Montana Volunteer Fire Departments seeking to increase staff for fire season

Baxendale Volunteer Fire Department seeking volunteers
Posted at 6:35 PM, Mar 15, 2024
and last updated 2024-03-15 20:35:06-04

HELENA — With late snowfall hitting parts of Montana, fire stations like Baxendale Volunteer Fire Department are enjoying seeing snow on the ground. While it's nice now, there is still always one thing that lingers in the back of every firefighter mind here in Montana, and that is fire season.

Fire season is not a specific season like summer, spring, autumn and winter, it's more so a term commonly used in Montana when there are exceptionally dry conditions out and it is typically seen in the warmer months.

"We could say we're in fire season right now because of this dry dead grass, but then oftentimes in the early spring, before fire season, somebody's controlled burn will wander off and then expand real fast. So then all of a sudden, we're in fire season," said Clint Loss, Chief of the Baxendale Volunteer Fire Department.

Baxendale Volunteer Fire Department Fire Danger Watch

It's a statement that our Chief Meteorologist Curtis Grevenitz has heard before.

"Through my years of forecasting here in Montana and talking to many, many firefighters, uh, they've got a line that says, you know, Montana is only ever 2 to 3 weeks away from the fire season. So yeah, that's I've found that that is true," said Grevenitz.

This year we experienced an El Nino winter, a phenomenon that can cause places like Montana to have warmer are dryer than normal conditions during the colder months, which contributed to this year's below-average snow levels.

"This was an El Nino winter, and the peak of El Nino, its strength was in November and December, and that coincided with those two really dry months here in Montana, and a lot of the west, that set us back. That's made it really hard to recover from," said Grevenitz.

El Nino is not the only factor for fire season this spring and summer, in places like where the Baxendale Volunteer Fire is located, dead grass is also a concern for wildfires to start.

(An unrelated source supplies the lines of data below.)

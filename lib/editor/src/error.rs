//! Error types for the editor crate.
//!
//! - `EditError`: invariant violations raised by the pure engine functions
//!   (registry, projection, insertion, deletion)
//! - `EditorError`: session-level failures, reported through rootcause
//!
//! None of these are expected at runtime; they indicate a corrupted workflow
//! or a caller bug and are surfaced to the user as "could not apply change".

use flowcanvas_core::{ActionId, WorkflowId};
use flowcanvas_workflow::StoreError;
use std::fmt;

/// Errors from the editing engine.
#[derive(Debug, Clone, PartialEq, Eq)]
pub enum EditError {
    /// The step type is not known to the registry.
    UnsupportedActionType { action_type: String },
    /// The step type is known but has no editor support yet.
    NotImplemented { action_type: String },
    /// The input key is not part of the step type's schema.
    UnsupportedInputKey { action_type: String, key: String },
    /// The input value has the wrong JSON shape for its key.
    InvalidInputValue { key: String, expected: &'static str },
    /// The edge's source step is not in the workflow.
    DanglingEdgeSource { edge_id: String, source: ActionId },
    /// The edge's target step is not in the workflow.
    DanglingEdgeTarget { edge_id: String, target: ActionId },
    /// The edge's source step no longer has a branch to the edge's target.
    StaleEdge { edge_id: String },
    /// The workflow has no exit step to insert before.
    MissingExit,
    /// The step to insert reuses the id of an existing step.
    DuplicateActionId { action_id: ActionId },
    /// The step to insert does not lead (only) to the edge's target.
    MisdirectedAction { action_id: ActionId, target: ActionId },
    /// A step selected for deletion is not in the workflow.
    ActionNotFound { action_id: ActionId },
}

impl fmt::Display for EditError {
    fn fmt(&self, f: &mut fmt::Formatter<'_>) -> fmt::Result {
        match self {
            Self::UnsupportedActionType { action_type } => {
                write!(f, "unsupported action type: {action_type}")
            }
            Self::NotImplemented { action_type } => {
                write!(f, "action type '{action_type}' is not implemented yet")
            }
            Self::UnsupportedInputKey { action_type, key } => {
                write!(f, "'{key}' is not an input of {action_type} actions")
            }
            Self::InvalidInputValue { key, expected } => {
                write!(f, "input '{key}' expects a {expected} value")
            }
            Self::DanglingEdgeSource { edge_id, source } => {
                write!(f, "edge {edge_id} starts at missing step {source}")
            }
            Self::DanglingEdgeTarget { edge_id, target } => {
                write!(f, "edge {edge_id} ends at missing step {target}")
            }
            Self::StaleEdge { edge_id } => {
                write!(f, "edge {edge_id} no longer exists on its source step")
            }
            Self::MissingExit => write!(f, "workflow has no exit step"),
            Self::DuplicateActionId { action_id } => {
                write!(f, "a step with id {action_id} already exists")
            }
            Self::MisdirectedAction { action_id, target } => {
                write!(f, "new step {action_id} must lead only to {target}")
            }
            Self::ActionNotFound { action_id } => write!(f, "step not found: {action_id}"),
        }
    }
}

impl std::error::Error for EditError {}

/// Errors from an [`EditorSession`](crate::EditorSession).
#[derive(Debug, Clone, PartialEq, Eq)]
pub enum EditorError {
    /// The engine rejected an edit.
    ChangeRejected(EditError),
    /// Loading or saving failed at the storage boundary.
    Store(StoreError),
    /// The step is not in the working copy.
    UnknownAction { action_id: ActionId },
    /// Trigger and exit steps cannot be deleted.
    ProtectedAction { action_id: ActionId },
    /// The workflow failed structural validation before save.
    InvalidWorkflow { workflow_id: WorkflowId, reason: String },
}

impl fmt::Display for EditorError {
    fn fmt(&self, f: &mut fmt::Formatter<'_>) -> fmt::Result {
        match self {
            Self::ChangeRejected(e) => write!(f, "could not apply change: {e}"),
            Self::Store(e) => write!(f, "workflow storage error: {e}"),
            Self::UnknownAction { action_id } => write!(f, "unknown step: {action_id}"),
            Self::ProtectedAction { action_id } => {
                write!(f, "step {action_id} cannot be deleted")
            }
            Self::InvalidWorkflow {
                workflow_id,
                reason,
            } => {
                write!(f, "workflow {workflow_id} is invalid: {reason}")
            }
        }
    }
}

impl std::error::Error for EditorError {}

impl From<EditError> for EditorError {
    fn from(e: EditError) -> Self {
        Self::ChangeRejected(e)
    }
}

impl From<StoreError> for EditorError {
    fn from(e: StoreError) -> Self {
        Self::Store(e)
    }
}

"Last year was wet during the growing season, so we got quite a bit of grass, which now is quite a bit of fuel. So that makes a slight difference in it. Not a huge difference, but when you have a wet year you get more grass, which is more fuel," said Loss.

valley snowfall

For Baxednale Volunteer Fire, they are hoping that the spring months will bring in lots of rain to help out areas in the valley.

"We rely on May, and especially June, to get our traditional rains to bring on the green grass, because like I said, right now we have a lot of dry dead grass until you get some green grass in the middle of that. to dilute it. You know, like said fires can spread," said Loss.

With wildfire concerns higher than last year, Baxendale Volunteer Fire Department Captain Audrey Todd-Davis says that this is the best time to volunteer and become a firefighter. To help their communities.

"We are really understaffed here at Baxendale, as every department pretty much is. So we would love to have volunteers come and join us and we'll give you the training that you need to go out there and be with us to fight fire. This is a time of year that we need the public to come in and get involved, be with us, and do this for your community," said Loss.

Baxendale Volunteer Fire Department seeking volunteers

Right now is also a great time to prepare your home and property for the threat of wildfire, especially if you live in the wildland-urban interface.

You want to keep flammable objects like lawnmowers, propane tanks, and wood piles at least 30 feet away from your home.

Homeowners can also reach out to Tri-County Firesafe working group, which can help identify fire risks on a property and create defensible space around homes.